[EXERCISE]: The answer must consist of each line of the records below that contains the string "want".

..............................

//! Inverse-matrix solver with Woodbury corrections.
//!
//! Keeps the inverse of a base matrix. Rows that differ from the base are
//! collected into a low-rank correction `A = A0 + U V` and applied with the
//! Woodbury identity, leaving the base inverse untouched. The base is
//! re-inverted periodically so the correction rank stays small.

use super::direct::Direct;
use super::matrix::{build_rhs, DenseMatrix};
use super::sm::REFRESH;
use super::terms::Terms;

#[derive(Debug, Clone)]
pub struct Woodbury {
    a: DenseMatrix,
    base: DenseMatrix,
    ainv: DenseMatrix,
    rhs: Vec<f64>,
    x0: Vec<f64>,
    /// Changed rows and their (column, delta) entries
    changes: Vec<(usize, Vec<(usize, f64)>)>,
    cnt: u32,
    valid: bool,
    direct: Direct,
}

impl Woodbury {
    pub fn new(n: usize, capacity: usize, pivot: bool) -> Self {
        Self {
            a: DenseMatrix::new(n, capacity),
            base: DenseMatrix::new(n, capacity),
            ainv: DenseMatrix::new(n, capacity),
            rhs: vec![0.0; n],
            x0: vec![0.0; n],
            changes: Vec::new(),
            cnt: 0,
            valid: false,
            direct: Direct::new(n, capacity, pivot),
        }
    }

    pub fn invalidate(&mut self) {
        self.valid = false;
    }

    fn refresh(&mut self) -> bool {
        self.valid = self.a.invert_into(&mut self.ainv);
        if self.valid {
            self.base.copy_from(&self.a);
        }
        self.valid
    }

    pub fn solve(&mut self, rows: &[Terms], v: &mut [f64]) {
        let n = rows.len();
        self.a.build(rows);
        build_rhs(rows, &mut self.rhs);

        let refresh = !self.valid || self.cnt % REFRESH == 0;
        self.cnt = self.cnt.wrapping_add(1);
        if refresh && !self.refresh() {
            self.direct.solve(rows, v);
            return;
        }

        self.ainv.mult_vec(&self.rhs, &mut self.x0);
        if !refresh {
            self.collect_changes(rows);
            if !self.changes.is_empty() && !self.correct() {
                // singular correction: start over from the current matrix
                if !self.refresh() {
                    self.direct.solve(rows, v);
                    return;
                }
                self.ainv.mult_vec(&self.rhs, &mut self.x0);
            }
        }
        v[..n].copy_from_slice(&self.x0);
    }

    fn collect_changes(&mut self, rows: &[Terms]) {
        self.changes.clear();
        for (r, row) in rows.iter().enumerate() {
            let delta: Vec<(usize, f64)> = row
                .nz
                .iter()
                .map(|&c| (c, self.a.get(r, c) - self.base.get(r, c)))
                .filter(|&(_, d)| d != 0.0)
                .collect();
            if !delta.is_empty() {
                self.changes.push((r, delta));
            }
        }
    }

    /// x = x0 - Ainv U (I + V Ainv U)^-1 V x0
    fn correct(&mut self) -> bool {
        let n = self.x0.len();
        let k = self.changes.len();
        let mut h = DenseMatrix::new(k, k);
        let mut y = vec![0.0; k];
        for (i, (_, vi)) in self.changes.iter().enumerate() {
            for (j, &(rj, _)) in self.changes.iter().enumerate() {
                let s: f64 = vi.iter().map(|&(c, d)| d * self.ainv.get(c, rj)).sum();
                h.set(i, j, s + if i == j { 1.0 } else { 0.0 });
            }
            y[i] = vi.iter().map(|&(c, d)| d * self.x0[c]).sum();
        }
        if !h.solve_in_place(&mut y) {
            return false;
        }
        for (j, &(rj, _)) in self.changes.iter().enumerate() {
            for m in 0..n {
                self.x0[m] -= self.ainv.get(m, rj) * y[j];
            }
        }
        true
    }
}

#[cfg(test)]
mod tests {
    use super::*;
    use crate::solver::direct::tests::ladder;
    use approx::assert_relative_eq;

    #[test]
    fn test_correction_matches_direct() {
        let mut rows = ladder(6);
        let mut s = Woodbury::new(6, 6, false);
        let mut v = vec![0.0; 6];
        s.solve(&rows, &mut v);

        rows[1].go[1] = 0.5;
        rows[1].gt[1] = 0.5;
        rows[4].gt[0] = 3.0;
        s.solve(&rows, &mut v);

        let mut d = Direct::new(6, 6, true);
        let mut want = vec![0.0; 6];
        d.solve(&rows, &mut want);
        for (got, want) in v.iter().zip(want) {
            assert_relative_eq!(*got, want, epsilon = 1e-9);
        }
    }
}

..............................

[ANSWER SPACE]:
        let mut want = vec![0.0; 6];
        d.solve(&rows, &mut want);
        for (got, want) in v.iter().zip(want) {
            assert_relative_eq!(*got, want, epsilon = 1e-9);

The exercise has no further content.